W3C home > Mailing lists > Public > public-lod@w3.org > April 2010

Re: DBpedia hosting burden

From: Ivan Mikhailov <imikhailov@openlinksw.com>
Date: Thu, 15 Apr 2010 18:01:43 +0700
To: Malte Kiesel <malte.kiesel@dfki.de>
Cc: public-lod@w3.org, dbpedia-discussion <dbpedia-discussion@lists.sourceforge.net>
Message-Id: <1271329303.3114.967.camel@octo.iv.dev.null>
> Last time I checked (which was quite a while ago though), loading 
> DBpedia in a normal triple store such as Jena TDB didn't work very well 
> due to many issues with the DBpedia RDF (e.g., problems with the URIs of 
> external links scraped from Wikipedia).

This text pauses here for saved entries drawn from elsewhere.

//! Elixir query table.
//!
//! Elixir has no dedicated definition nodes: `defmodule`, `def` and friends
//! are ordinary calls, told apart by their target identifier.

use super::{ImportConvention, Language, LanguageSpec};
use crate::knowledge::models::EntityKind;

fn grammar() -> tree_sitter::Language {
    tree_sitter_elixir::LANGUAGE.into()
}

pub(super) static SPEC: LanguageSpec = LanguageSpec {
    language: Language::Elixir,
    name: "Elixir",
    extensions: &["ex", "exs"],
    grammar,
    queries: &[
        (
            EntityKind::ModuleDefinition,
            &[r#"(call
                target: (identifier) @_keyword
                (arguments . (alias) @name)
                (#eq? @_keyword "defmodule")) @definition"#],
        ),
        (
            EntityKind::InterfaceDefinition,
            &[r#"(call
                target: (identifier) @_keyword
                (arguments . (alias) @name)
                (#eq? @_keyword "defprotocol")) @definition"#],
        ),
        (
            EntityKind::FunctionDefinition,
            &[
                r#"(call
                    target: (identifier) @_keyword
                    (arguments . [(call target: (identifier) @name) (identifier) @name])
                    (#any-of? @_keyword "def" "defp" "defmacro" "defmacrop")) @definition"#,
                r#"(call
                    target: (identifier) @_keyword
                    (arguments . (binary_operator left: (call target: (identifier) @name) operator: "when"))
                    (#any-of? @_keyword "def" "defp" "defmacro" "defmacrop")) @definition"#,
            ],
        ),
        (
            EntityKind::Parameter,
            &[r#"(call
                target: (identifier) @_keyword
                (arguments . (call target: (identifier) (arguments (identifier) @name @definition)))
                (#any-of? @_keyword "def" "defp" "defmacro" "defmacrop"))"#],
        ),
        (
            EntityKind::AttributeDeclaration,
            &[r#"(call
                target: (identifier) @_keyword
                (arguments (list (atom) @name @definition))
                (#eq? @_keyword "defstruct"))"#],
        ),
        (EntityKind::Comment, &[r#"(comment) @definition"#]),
        (
            EntityKind::CallSite,
            &[
                r#"(call
                    target: (identifier) @name
                    (#not-any-of? @name
                        "def" "defp" "defmacro" "defmacrop" "defmodule" "defprotocol" "defimpl"
                        "defstruct" "alias" "import" "use" "require" "if" "unless" "case"
                        "cond" "with" "for" "quote" "unquote" "receive" "try")) @definition"#,
                r#"(call target: (dot left: (_) @receiver right: (identifier) @name)) @definition"#,
            ],
        ),
        (
            EntityKind::ImportDeclaration,
            &[r#"(call
                target: (identifier) @_keyword
                (arguments . (alias) @path)
                (#any-of? @_keyword "alias" "import" "use" "require")) @definition"#],
        ),
        (
            EntityKind::Inheritance,
            &[r#"(unary_operator
                operator: "@"
                operand: (call
                    target: (identifier) @_attribute
                    (arguments . (alias) @supertype))
                (#eq? @_attribute "behaviour"))"#],
        ),
    ],
    imports: ImportConvention::PackagePath {
        extensions: &["ex", "exs"],
        snake_case: true,
    },
    tests: &[],
};
#[cfg(test)]
mod tests {
    use super::*;
    use crate::config::ExtractionConfig;
    use std::fs;
    use tempfile::TempDir;

    fn pipeline(extraction: ExtractionConfig) -> Pipeline {
        let config = Config {
            extraction,
            ..Config::default()
        };
        Pipeline::from_config(config).unwrap()
    }

    fn strict() -> ExtractionConfig {
        ExtractionConfig {
            strict_syntax: true,
            workers: 2,
            ..ExtractionConfig::default()
        }
    }

    #[test]
    fn test_analyze_source_ignored() {
        let outcome = pipeline(strict()).analyze_source("r", "src/utils/helper.min.js", b"var a=1;");
        assert!(outcome.record.is_none());
        assert!(outcome.failures.is_empty());
    }

    #[test]
    fn test_analyze_source_not_parsed() {
        let outcome = pipeline(strict()).analyze_source("r", "README.md", b"# Title\n");
        assert_eq!(outcome.status(), Some(ParseStatus::NotParsed));
        let file = &outcome.record.unwrap().file;
        assert_eq!(file.class_carrier, "DocumentationFile");
        assert_eq!(file.class_content, "Readme");
    }

    #[test]
    fn test_analyze_source_syntax_error() {
        let source = b"def ok():\n    return 1\n\ndef broken(:\n    pass\n";
        let outcome = pipeline(strict()).analyze_source("r", "app.py", source);
        assert_eq!(outcome.status(), Some(ParseStatus::ParseFailed));
        assert!(outcome.entities.is_empty());
        assert_eq!(outcome.failures.len(), 1);
        assert_eq!(outcome.failures[0].stage, Stage::Parse);
    }

    #[test]
    fn test_analyze_source_invalid_utf8() {
        let outcome = pipeline(strict()).analyze_source("r", "app.py", &[0x66, 0xff, 0xfe, 0x0a]);
        assert_eq!(outcome.status(), Some(ParseStatus::NotParsed));
        assert_eq!(outcome.failures[0].stage, Stage::Read);
    }

    #[tokio::test]
    async fn test_run_counts() {
        let dir = TempDir::new().unwrap();
        fs::write(dir.path().join("a.py"), "def foo():\n    bar()\n\ndef bar():\n    pass\n").unwrap();
        fs::write(dir.path().join("README.md"), "# hi\n").unwrap();

        let output = pipeline(strict())
            .run(dir.path(), "repo", &CancellationToken::new())
            .await
            .unwrap();
        assert_eq!(output.report.files, 2);
        assert_eq!(output.report.parsed, 1);
        assert_eq!(output.files[0].file.relative_path, "README.md");
        assert!(output.edges.iter().any(|e| e.predicate == "callsFunction"));
    }

    #[tokio::test]
    async fn test_cancelled_run() {
        let dir = TempDir::new().unwrap();
        fs::write(dir.path().join("a.py"), "x = 1\n").unwrap();
        let cancel = CancellationToken::new();
        cancel.cancel();
        let err = pipeline(strict()).run(dir.path(), "repo", &cancel).await.unwrap_err();
        assert!(err.is_cancelled());
    }

    #[tokio::test]
    async fn test_worker_panic_fails_only_its_file() {
        let dir = TempDir::new().unwrap();
        fs::write(dir.path().join("good.py"), "def fine():\n    return 1\n").unwrap();
        fs::write(dir.path().join("boom.py"), "def boom():\n    return 2\n").unwrap();

        let output = pipeline(strict())
            .run_with(dir.path(), "repo", &CancellationToken::new(), |pipeline: &Pipeline, repository: &str, file: &DiscoveredFile| {
                if file.relative_path == "boom.py" {
                    panic!("extractor bug");
                }
                pipeline.process(repository, file)
            })
            .await
            .unwrap();

        let boom = output.files.iter().find(|f| f.file.relative_path == "boom.py").unwrap();
        assert_eq!(boom.status, ParseStatus::ParseFailed);
        assert!(output.entities.iter().all(|e| e.file_path != "boom.py"));
        assert!(output.entities.iter().any(|e| e.simple_name == "fine"));
        assert_eq!(output.report.parse_failed, 1);
        assert_eq!(output.report.failures_in(Stage::Extract), 1);
        let failure = &output.report.failures[0];
        assert_eq!(failure.path, "boom.py");
        assert!(failure.reason.contains("extractor bug"), "{}", failure.reason);
    }

    #[tokio::test]
    async fn test_ambiguous_calls_are_reported() {
        let dir = TempDir::new().unwrap();
        fs::write(dir.path().join("a.py"), "def helper():\n    pass\n").unwrap();
        fs::write(dir.path().join("b.py"), "def helper():\n    pass\n").unwrap();
        fs::write(dir.path().join("c.py"), "def main():\n    return helper()\n").unwrap();

        let output = pipeline(strict())
            .run(dir.path(), "repo", &CancellationToken::new())
            .await
            .unwrap();
        assert_eq!(output.ambiguities.len(), 1);
        assert_eq!(output.report.ambiguities, 1);
        assert_eq!(output.report.failures_in(Stage::Resolve), 1);
        let failure = output.report.failures.iter().find(|f| f.stage == Stage::Resolve).unwrap();
        assert_eq!(failure.path, "c.py");
        assert!(output.edges.iter().any(|e| e.predicate == "callsFunction"));
    }

    #[tokio::test]
    async fn test_missing_root() {
        let dir = TempDir::new().unwrap();
        let err = pipeline(strict())
            .run(&dir.path().join("nope"), "repo", &CancellationToken::new())
            .await
            .unwrap_err();
        assert!(matches!(err, RunError::NotADirectory(_)));
    }
}
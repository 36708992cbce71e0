//! Stylesheet and markup query tables.
//!
//! Neither language declares code constructs, so only comments and the
//! resources a document pulls in are extracted.

use super::{ImportConvention, Language, LanguageSpec};
use crate::knowledge::models::EntityKind;

fn css_grammar() -> tree_sitter::Language {
    tree_sitter_css::LANGUAGE.into()
}

fn html_grammar() -> tree_sitter::Language {
    tree_sitter_html::LANGUAGE.into()
}

const RELATIVE: ImportConvention = ImportConvention::Relative {
    extensions: &[],
    index_files: false,
    bare_is_external: false,
};

pub(super) static CSS_SPEC: LanguageSpec = LanguageSpec {
    language: Language::Css,
    name: "CSS",
    extensions: &["css"],
    grammar: css_grammar,
    queries: &[
        (EntityKind::Comment, &[r#"(comment) @definition"#]),
        (
            EntityKind::ImportDeclaration,
            &[
                r#"(import_statement (string_value) @path) @definition"#,
                r#"(import_statement
                    (call_expression
                        (function_name) @_function
                        (arguments (string_value) @path))
                    (#eq? @_function "url")) @definition"#,
            ],
        ),
    ],
    imports: RELATIVE,
    tests: &[],
};

pub(super) static HTML_SPEC: LanguageSpec = LanguageSpec {
    language: Language::Html,
    name: "HTML",
    extensions: &["html", "htm"],
    grammar: html_grammar,
    queries: &[
        (EntityKind::Comment, &[r#"(comment) @definition"#]),
        (
            EntityKind::ImportDeclaration,
            &[
                r#"(script_element
                    (start_tag
                        (attribute
                            (attribute_name) @_attribute
                            (quoted_attribute_value (attribute_value) @path)))
                    (#eq? @_attribute "src")) @definition"#,
                r#"(element
                    (start_tag
                        (tag_name) @_tag
                        (attribute
                            (attribute_name) @_attribute
                            (quoted_attribute_value (attribute_value) @path)))
                    (#eq? @_tag "link")
                    (#eq? @_attribute "href")) @definition"#,
            ],
        ),
    ],
    imports: RELATIVE,
    tests: &[],
};
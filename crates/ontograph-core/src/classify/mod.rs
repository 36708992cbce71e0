//! File classification.
//!
//! Every repository path is assigned one class from each of two independent
//! taxonomies: the *carrier* (what kind of artifact the file is) and the
//! *content* (what the file is about). Rules are ordered and the first match
//! wins; ignore patterns are checked first and drop the path entirely.

mod error;
mod rules;

pub use error::RuleError;
pub use rules::{
    ClassificationRule, RuleEntry, RuleSet, RuleTable, TaxonomyRules, TaxonomyTable,
    EMBEDDED_RULES,
};

use serde::{Deserialize, Serialize};
use std::fmt;
use std::path::Path;
use std::sync::Arc;

use crate::knowledge::ontology::OntologyRegistry;

/// The two classification taxonomies.
#[derive(Debug, Clone, Copy, PartialEq, Eq, Hash, Serialize, Deserialize)]
#[serde(rename_all = "lowercase")]
pub enum Taxonomy {
    Carrier,
    Content,
}

impl fmt::Display for Taxonomy {
    fn fmt(&self, f: &mut fmt::Formatter<'_>) -> fmt::Result {
        match self {
            Taxonomy::Carrier => f.write_str("carrier"),
            Taxonomy::Content => f.write_str("content"),
        }
    }
}

/// Classes assigned to one path.
#[derive(Debug, Clone, PartialEq, Eq, Serialize, Deserialize)]
pub struct Classification {
    pub carrier: String,
    pub content: String,
}

/// Result of classifying a path.
#[derive(Debug, Clone, PartialEq, Eq, Serialize, Deserialize)]
#[serde(tag = "outcome", rename_all = "lowercase")]
pub enum ClassifyOutcome {
    Classified(Classification),
    Ignored,
}

impl ClassifyOutcome {
    pub fn is_ignored(&self) -> bool {
        matches!(self, ClassifyOutcome::Ignored)
    }

    pub fn classification(&self) -> Option<&Classification> {
        match self {
            ClassifyOutcome::Classified(c) => Some(c),
            ClassifyOutcome::Ignored => None,
        }
    }
}

/// Applies a [`RuleSet`] to repository-relative paths.
#[derive(Debug, Clone)]
pub struct FileClassifier {
    rules: Arc<RuleSet>,
}

impl FileClassifier {
    pub fn new(rules: Arc<RuleSet>) -> Self {
        Self { rules }
    }

    /// Classifier over the built-in rule table.
    pub fn embedded(registry: &OntologyRegistry) -> Result<Self, RuleError> {
        Ok(Self::new(Arc::new(RuleSet::embedded(registry)?)))
    }

    /// Classifier over the rule table at `path`, or the built-in one.
    pub fn load(path: Option<&Path>, registry: &OntologyRegistry) -> Result<Self, RuleError> {
        Ok(Self::new(Arc::new(RuleSet::load(path, registry)?)))
    }

    /// Classify a path. Total and pure: the same path always yields the
    /// same outcome, and every non-ignored path gets both classes.
    pub fn classify(&self, path: &str) -> ClassifyOutcome {
        let path = normalize_path(path);
        if self.rules.is_ignored(&path) {
            return ClassifyOutcome::Ignored;
        }
        ClassifyOutcome::Classified(Classification {
            carrier: self.rules.taxonomy(Taxonomy::Carrier).classify(&path).to_string(),
            content: self.rules.taxonomy(Taxonomy::Content).classify(&path).to_string(),
        })
    }

    pub fn rules(&self) -> &RuleSet {
        &self.rules
    }
}

/// Normalize to forward-slash, repository-relative form.
///
/// Backslashes become slashes, leading `./` and `/` are stripped, and
/// interior `.` segments and repeated separators are collapsed.
pub fn normalize_path(path: &str) -> String {
    path.replace('\\', "/")
        .split('/')
        .filter(|segment| !segment.is_empty() && *segment != ".")
        .collect::<Vec<_>>()
        .join("/")
}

Agree. Common errors in LOD are:

-- single quoted and double quoted strings with newlines;
-- bnode predicates (but SPARQL processor may ignore them!);
-- variables, but triples with variables are ignored;
-- literal subjects, but triples with them are ignored;
-- '/', '#', '%' and '+' in local part of QName ("Qname with path");
-- invalid symbols between '<' and '>', i.e. in relative IRIs.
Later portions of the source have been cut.